Tokaji: The Overreaction to McDonnell

Monday’s unanimous opinion in McDonnell v. United States has triggered a range of strong reactions. Some have lamented or even excoriated the decision for enabling corruption, while others have celebrated the Court for reining in overzealous prosecutors.  A careful look at what the opinion actually says reveals that both these reactions are exaggerated, if not plain wrong.

McDonnell clarifies what must be proven to convict someone of bribery under federal law. Bribery requires a quid pro quo, an offer or agreement to exchange something of value for an “official act.”  The critical question before the Court was what counts as an official act.

The government argued that Governor McDonnell’s official acts included arranging meetings, hosting events, and contacting government officials on behalf of a company trying to market a nutritional product.  The company’s CEO was giving McDonnell and his wife lots of goodies – like private plane rides, vacations, use of a Ferrari, and cold hard cash – at the same time of these acts.

Not so fast, said the Court: making phone calls and setting meetings aren’t official acts, standing alone.  But they could still form the basis for a bribery conviction, if they’re sufficiently connected to a decision the state makes or an action it takes.  That would include, for example, a university’s decision to undertake a research study on the product the company was trying to sell.  It would also include the state’s decision about what drugs are covered by its health plan.

Now here’s the key point that’s been missed in almost all the post-decision commentary: a public official may be convicted of bribery for exerting “pressure” or offering “advice” regarding such an official action. More specifically, the Court says that a public official may properly be convicted of bribery for “using his official position [1] to exert pressure on another official to perform an ‘official act,’ or [2] to advise another official, knowing or intending that such advice will form the basis for an ‘official act’ by another official.” The Court repeats the “pressure” and “advice” formulation several times, evidently hoping that no one would miss it.

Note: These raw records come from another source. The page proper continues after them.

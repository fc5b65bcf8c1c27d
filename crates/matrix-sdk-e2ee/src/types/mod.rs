// Copyright 2022 The Matrix.org Foundation C.I.C.
//
// Licensed under the Apache License, Version 2.0 (the "License");
// you may not use this file except in compliance with the License.
// You may obtain a copy of the License at
//
//     http://www.apache.org/licenses/LICENSE-2.0
//
// Unless required by applicable law or agreed to in writing, software
// distributed under the License is distributed on an "AS IS" BASIS,
// WITHOUT WARRANTIES OR CONDITIONS OF ANY KIND, either express or implied.
// See the License for the specific language governing permissions and
// limitations under the License.

//! Module containing customized types modeling Matrix keys and events.
//!
//! The types differ from the Ruma types of the same name in that they
//! deserialize directly into vodozemac curve25519 and ed25519 keys, and that
//! they support lossless serialization cycles in a canonical JSON supported
//! way, meaning the white-space and field order won't be preserved but the
//! data will.

pub mod backup;
mod device_keys;
pub mod events;
mod one_time_keys;
pub mod requests;

use std::collections::BTreeMap;

pub use device_keys::*;
pub use one_time_keys::*;
pub use ruma::EventEncryptionAlgorithm;
use ruma::{DeviceKeyAlgorithm, DeviceKeyId, OwnedDeviceKeyId, OwnedUserId, UserId};
use serde::{Deserialize, Deserializer, Serialize, Serializer};
use vodozemac::{Curve25519PublicKey, Ed25519PublicKey, Ed25519Signature};

/// An enum over all the signature types.
#[derive(Clone, Debug, PartialEq, Eq)]
pub enum Signature {
    /// A Ed25519 digital signature.
    Ed25519(Ed25519Signature),
    /// An unknown digital signature as a base64 encoded string.
    Other(String),
    /// An invalid signature that could not be decoded, left unmodified as a
    /// string.
    Invalid(String),
}

impl Signature {
    /// Get the Ed25519 signature, if this is one.
    pub fn ed25519(&self) -> Option<Ed25519Signature> {
        if let Self::Ed25519(signature) = &self {
            Some(*signature)
        } else {
            None
        }
    }

    /// Convert the signature to a base64 encoded string.
    pub fn to_base64(&self) -> String {
        match self {
            Signature::Ed25519(s) => s.to_base64(),
            Signature::Other(s) | Signature::Invalid(s) => s.to_owned(),
        }
    }
}

impl From<Ed25519Signature> for Signature {
    fn from(signature: Ed25519Signature) -> Self {
        Self::Ed25519(signature)
    }
}

/// Signatures for a signed object.
#[derive(Clone, Debug, Default, PartialEq, Eq)]
pub struct Signatures(BTreeMap<OwnedUserId, BTreeMap<OwnedDeviceKeyId, Signature>>);

impl Signatures {
    /// Create a new, empty, signatures collection.
    pub fn new() -> Self {
        Self::default()
    }

    /// Add the given signature from the given signer and the given key_id to
    /// the collection.
    pub fn add_signature(
        &mut self,
        signer: OwnedUserId,
        key_id: OwnedDeviceKeyId,
        signature: Ed25519Signature,
    ) -> Option<Signature> {
        self.0.entry(signer).or_default().insert(key_id, signature.into())
    }

    /// Try to find an Ed25519 signature from the given signer with the given
    /// key id.
    pub fn get_signature(&self, signer: &UserId, key_id: &DeviceKeyId) -> Option<Ed25519Signature> {
        self.get(signer)?.get(key_id)?.ed25519()
    }

    /// Get the map of signatures that belong to the given user.
    pub fn get(&self, signer: &UserId) -> Option<&BTreeMap<OwnedDeviceKeyId, Signature>> {
        self.0.get(signer)
    }

    /// Do we hold any signatures or is our collection completely empty.
    pub fn is_empty(&self) -> bool {
        self.0.is_empty()
    }

    /// How many signatures do we currently hold.
    pub fn signature_count(&self) -> usize {
        self.0.values().map(BTreeMap::len).sum()
    }
}

impl<'de> Deserialize<'de> for Signatures {
    fn deserialize<D>(deserializer: D) -> Result<Self, D::Error>
    where
        D: Deserializer<'de>,
    {
        let map: BTreeMap<OwnedUserId, BTreeMap<OwnedDeviceKeyId, String>> =
            Deserialize::deserialize(deserializer)?;

        let map = map
            .into_iter()
            .map(|(user, signatures)| {
                let signatures = signatures
                    .into_iter()
                    .map(|(key_id, s)| {
                        let signature = match key_id.algorithm() {
                            DeviceKeyAlgorithm::Ed25519 => Ed25519Signature::from_base64(&s)
                                .map(Signature::from)
                                .unwrap_or(Signature::Invalid(s)),
                            _ => Signature::Other(s),
                        };

                        (key_id, signature)
                    })
                    .collect();

                (user, signatures)
            })
            .collect();

        Ok(Signatures(map))
    }
}

impl Serialize for Signatures {
    fn serialize<S>(&self, serializer: S) -> Result<S::Ok, S::Error>
    where
        S: Serializer,
    {
        let signatures: BTreeMap<&OwnedUserId, BTreeMap<&OwnedDeviceKeyId, String>> = self
            .0
            .iter()
            .map(|(u, m)| (u, m.iter().map(|(d, s)| (d, s.to_base64())).collect()))
            .collect();

        Serialize::serialize(&signatures, serializer)
    }
}

/// The Ed25519 key a sender claims to own, as carried in room keys and key
/// exports.
#[derive(Clone, Copy, Debug, PartialEq, Eq, Serialize, Deserialize)]
pub struct SenderClaimedKeys {
    /// The claimed Ed25519 fingerprint key.
    #[serde(
        deserialize_with = "deserialize_ed25519_key",
        serialize_with = "serialize_ed25519_key"
    )]
    pub ed25519: Ed25519PublicKey,
}

// Vodozemac serializes curve keys directly as a byteslice, while Matrix likes
// to base64 encode all byte slices.
//
// These ensure that we serialize/deserialize in a Matrix compatible way.
pub(crate) fn deserialize_curve_key<'de, D>(de: D) -> Result<Curve25519PublicKey, D::Error>
where
    D: Deserializer<'de>,
{
    let key: String = Deserialize::deserialize(de)?;
    Curve25519PublicKey::from_base64(&key).map_err(serde::de::Error::custom)
}

pub(crate) fn serialize_curve_key<S>(key: &Curve25519PublicKey, s: S) -> Result<S::Ok, S::Error>
where
    S: Serializer,
{
    s.serialize_str(&key.to_base64())
}

pub(crate) fn deserialize_curve_key_vec<'de, D>(
    de: D,
) -> Result<Vec<Curve25519PublicKey>, D::Error>
where
    D: Deserializer<'de>,
{
    let keys: Vec<String> = Deserialize::deserialize(de)?;

    keys.iter()
        .map(|k| Curve25519PublicKey::from_base64(k).map_err(serde::de::Error::custom))
        .collect()
}

pub(crate) fn serialize_curve_key_vec<S>(
    keys: &[Curve25519PublicKey],
    s: S,
) -> Result<S::Ok, S::Error>
where
    S: Serializer,
{
    let keys: Vec<String> = keys.iter().map(Curve25519PublicKey::to_base64).collect();
    keys.serialize(s)
}

pub(crate) fn deserialize_optional_curve_key<'de, D>(
    de: D,
) -> Result<Option<Curve25519PublicKey>, D::Error>
where
    D: Deserializer<'de>,
{
    let key: Option<String> = Deserialize::deserialize(de)?;

    key.map(|k| Curve25519PublicKey::from_base64(&k).map_err(serde::de::Error::custom))
        .transpose()
}

pub(crate) fn serialize_optional_curve_key<S>(
    key: &Option<Curve25519PublicKey>,
    s: S,
) -> Result<S::Ok, S::Error>
where
    S: Serializer,
{
    key.map(|k| k.to_base64()).serialize(s)
}

pub(crate) fn deserialize_ed25519_key<'de, D>(de: D) -> Result<Ed25519PublicKey, D::Error>
where
    D: Deserializer<'de>,
{
    let key: String = Deserialize::deserialize(de)?;
    Ed25519PublicKey::from_base64(&key).map_err(serde::de::Error::custom)
}

pub(crate) fn serialize_ed25519_key<S>(key: &Ed25519PublicKey, s: S) -> Result<S::Ok, S::Error>
where
    S: Serializer,
{
    s.serialize_str(&key.to_base64())
}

Will this really make it too hard to prosecute public officials for bribery? Not at all.  Suppose for example that a governor makes a phone call to a state university official, asking whether the university was planning to undertake research on a particular pharmaceutical product.  Depending on the circumstances, that phone call might be considered “pressure.”  Or suppose that a governor emails an official at the agency responsible for running the state’s health plan, touting the benefits of a particular drug that’s not currently covered.  That might be deemed “advice.”

This sounds a lot like what Governor McDonnell actually did. So why did the Court vacate his conviction rather that affirming it?  Because in our criminal justice system, it’s the jury’s responsibility to weigh the evidence and find the facts necessary to convict.  And in this case, the jury wasn’t told that there had to be pressure or advice to convict McDonnell of bribery.  The trial judge instead told the jury that official acts may include “acts that a public official customarily performs, including acts ‘in furtherance of longer-term goals’ or ‘in a series of steps to exercise influence or achieve an end.’”

It’s possible that the jury would have convicted Governor McDonnell, even if it had been told that pressure or advice is necessary to convict. But we can’t be sure – not beyond a reasonable doubt – that the jury would have convicted him if properly instructed.  The Court thus had no choice but to vacate and send the case back to the lower courts.  Harmless error rules shouldn’t be diluted just because one thinks Governor McDonnell belongs behind bars.

There’s another point that almost all the post-McDonnell commentary has missed:  the opinion actually makes it easier to prosecute public officials for bribery in one respect.  For years, lower courts have struggled with the question whether there has to be an explicit agreement to exchange something of value for an official act, in order to obtain a bribery conviction.  The uncertainty arises from conflicting signals in two prior Supreme Court cases: McCormick v. United States (1991) and Evans v. United States (1992).

McDonnell says there doesn’t have to be an explicit agreement:  “The agreement need not be explicit, and the public official need not specify the means that he will use to perform his end of the bargain” (emphasis added).  Now this may be dicta, and it’s conceivable that an explicit agreement would be required in the case where the quid is a campaign contribution rather than cash and gifts.  With those caveats, this aspect of McDonnell actually makes it easier to prove public corruption.

What all this means is that much of the commentary on the decision misses the mark. Good government advocates needn’t worry that the decision will make it too hard to get bribery convictions. I suspect most juries won’t have a hard time finding “pressure” or “advice” where evidence like that in Governor McDonnell’s case is presented.  By the same token, libertarians shouldn’t be too heartened by McDonnell.  The Court has clarified the legal requirements for bribery convictions, but juries may infer the exchange of material benefits for political favors even if there’s no proof of an explicit agreement.  And that means ethically challenged politicians like Governor McDonnell shouldn’t feel too comfortable either.